Bill Pigford marched with Dr. King and treated wounded soldiers in Vietnam. He’s worried about today’s threats to all he’s helped fight for.

Bill Pigford, a Unit Specialist at Prince George’s Hospital Center in Cheverly, MD, says he has no time for people who did not bother to vote in the 2016 election.

“If you didn’t vote,” he tells people, “You actually did vote for the person who is in office.”

Pigford, 74, was born, it could be said, into the role of passionate leadership. As a young man, he was active in the civil rights movement as a member of the Congress of Racial Equality (CORE), helping provide shelter, food and transportation to young people who came to the South to press for change. Pigford also took part in sit-ins and protests. He was in his early twenties when civil rights activists Michael Schwerner, Andrew Goodman, and James Chaney were abducted and murdered by white supremacists for their work registering Black voters in Mississippi. The murders sparked national outrage and Pigford’s mother warned her young son away from his work with CORE.

“You need to stop what you’re doing, because people are going to kill you,” she pleaded.

He refused. “If I have to go on living like we have been then I’m already dead,” he reasoned. Pigford was among those arrested at lunch counter sit in at Laurel’s Pinehurst Hotel in Laurel, Miss.

“I just wanted to order some coffee and some pie,” he says.

For his request Pigford was locked up for 30 days in the Laurel County Jail.
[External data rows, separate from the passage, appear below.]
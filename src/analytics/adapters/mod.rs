//! Adapter implementations for analytics ports.

pub mod memory;
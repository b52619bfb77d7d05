//! Keyword taxonomy for rejection notes.

use super::AnalyticsDomainError;
use crate::task::domain::{TaskId, UserId};
use chrono::{DateTime, Utc};
use serde::{Deserialize, Serialize};
use std::fmt;

/// Fixed label assigned to rejection notes by keyword match.
///
/// Variant order is the tie-break order for equally frequent reasons.
#[derive(Debug, Clone, Copy, PartialEq, Eq, Hash, PartialOrd, Ord, Serialize, Deserialize)]
pub enum RejectionLabel {
    /// Off-brand or mismatched colours.
    #[serde(rename = "Brand color")]
    BrandColor,
    /// Font and text setting problems.
    #[serde(rename = "Typography")]
    Typography,
    /// Sound mix and voiceover problems.
    #[serde(rename = "Audio quality")]
    AudioQuality,
    /// Layout and spacing problems.
    #[serde(rename = "Grid alignment")]
    GridAlignment,
    /// Required content left out.
    #[serde(rename = "Missing elements")]
    MissingElements,
    /// Framing, crop, and resolution problems.
    #[serde(rename = "Aspect ratio")]
    AspectRatio,
    /// Legibility problems.
    #[serde(rename = "Contrast")]
    Contrast,
}

impl RejectionLabel {
    /// Every label in tie-break order.
    pub const ALL: [Self; 7] = [
        Self::BrandColor,
        Self::Typography,
        Self::AudioQuality,
        Self::GridAlignment,
        Self::MissingElements,
        Self::AspectRatio,
        Self::Contrast,
    ];

    /// Returns the display label.
    #[must_use]
    pub const fn as_str(self) -> &'static str {
        match self {
            Self::BrandColor => "Brand color",
            Self::Typography => "Typography",
            Self::AudioQuality => "Audio quality",
            Self::GridAlignment => "Grid alignment",
            Self::MissingElements => "Missing elements",
            Self::AspectRatio => "Aspect ratio",
            Self::Contrast => "Contrast",
        }
    }

    /// Returns the lowercase keywords that select this label.
    #[must_use]
    pub const fn keywords(self) -> &'static [&'static str] {
        match self {
            Self::BrandColor => &["brand color", "color mismatch", "color match", "off-brand"],
            Self::Typography => &["font", "typography", "typeface", "kerning", "text size"],
            Self::AudioQuality => &["audio", "sound", "volume", "music level", "voiceover"],
            Self::GridAlignment => &["alignment", "misaligned", "grid", "spacing", "padding"],
            Self::MissingElements => &["missing", "not included", "forgot", "omitted", "absent"],
            Self::AspectRatio => &[
                "aspect ratio",
                "resolution",
                "crop",
                "dimensions",
                "cropped",
            ],
            Self::Contrast => &[
                "contrast",
                "readability",
                "too dark",
                "too light",
                "legibility",
            ],
        }
    }

    fn matches_lowercase(self, lowered: &str) -> bool {
        self.keywords()
            .iter()
            .any(|keyword| lowered.contains(keyword))
    }

    /// Returns every label whose keywords appear in `notes`.
    #[must_use]
    pub fn classify(notes: &str) -> Vec<Self> {
        let lowered = notes.to_lowercase();
        Self::ALL
            .into_iter()
            .filter(|label| label.matches_lowercase(&lowered))
            .collect()
    }
}

impl fmt::Display for RejectionLabel {
    fn fmt(&self, f: &mut fmt::Formatter<'_>) -> fmt::Result {
        f.write_str(self.as_str())
    }
}

impl TryFrom<&str> for RejectionLabel {
    type Error = AnalyticsDomainError;

    fn try_from(value: &str) -> Result<Self, Self::Error> {
        let wanted = value.trim();
        Self::ALL
            .into_iter()
            .find(|label| label.as_str().eq_ignore_ascii_case(wanted))
            .ok_or_else(|| AnalyticsDomainError::UnknownRejectionLabel(value.to_owned()))
    }
}

/// Persisted tally of one rejection label for one reviewer.
#[derive(Debug, Clone, PartialEq, Eq, Serialize, Deserialize)]
#[serde(rename_all = "camelCase")]
pub struct RejectionReason {
    /// Reviewer who issued the rejections.
    pub reviewer_id: UserId,
    /// Label being counted.
    pub label: RejectionLabel,
    /// Matching tasks in the most recent scan.
    pub case_count: u64,
    /// Identifiers of the matching tasks, newest first.
    pub matched_task_ids: Vec<TaskId>,
    /// When the label last matched.
    pub last_occurrence: DateTime<Utc>,
}

/// Report-facing summary of a rejection reason.
#[derive(Debug, Clone, PartialEq, Eq, Serialize, Deserialize)]
pub struct RejectionReasonSummary {
    /// Display label.
    pub reason: String,
    /// Number of matching cases.
    pub cases: u64,
}

impl From<&RejectionReason> for RejectionReasonSummary {
    fn from(reason: &RejectionReason) -> Self {
        Self {
            reason: reason.label.as_str().to_owned(),
            cases: reason.case_count,
        }
    }
}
“In that time, I was never charged with any crime and never had a day in court. I spent my 21st birthday in jail,” he notes sardonically.

It took a visit from the U.S. Federal Bureau of Investigations to free him. “I was removed by FBI agents because an informant told them I was going to be killed that night,” he says matter-of-factly.

Pigford went on to help organize buses for Mississippi for the 1963 March on Washington, where Dr. Martin Luther King, Jr. delivered his famous “I Have A Dream” speech. He then became a combat medic in the Vietnam War. He carried on his civil rights work in the U.S. Army, becoming an equal opportunities and race relations non-commissioned officer.

Pigford retired from the army in 1996 as a Master Sargent.

For the last 20 years he’s worked at Prince George’s Hospital. His dedication to his role as a delegate stems from his core values of justice and equality.

“Every man and every woman should be able to feed their families,” believes Pigford, “and working together in our union is the best way we can fight to ensure that everyone can.”

“I had prostate cancer and the only reason I’m alive today is because my union health insurance meant I was able to go to the doctor on time and receive the 41 shots of radiation I needed.”

Yet, for all he’s been though, he’s still alarmed at the division in today’s society; it should raise alarms for everyone, he says.

“Now I’m worried because everything I have fought for all my life can be taken away with the stroke of a pen,” he says flatly.

Pigford counsels unity and action, not bitterness, as the path forward.

“Man’s injustice to man has caused such pain, I don’t want my legacy to be about hatred. We are living in dangerous times and we need to vigilant,” he says “The union is the only organization in today’s chaotic world that is fighting to bring back the balance of power to our nation. People who are unionized are like brothers and sisters. If we stand together we will prevail.”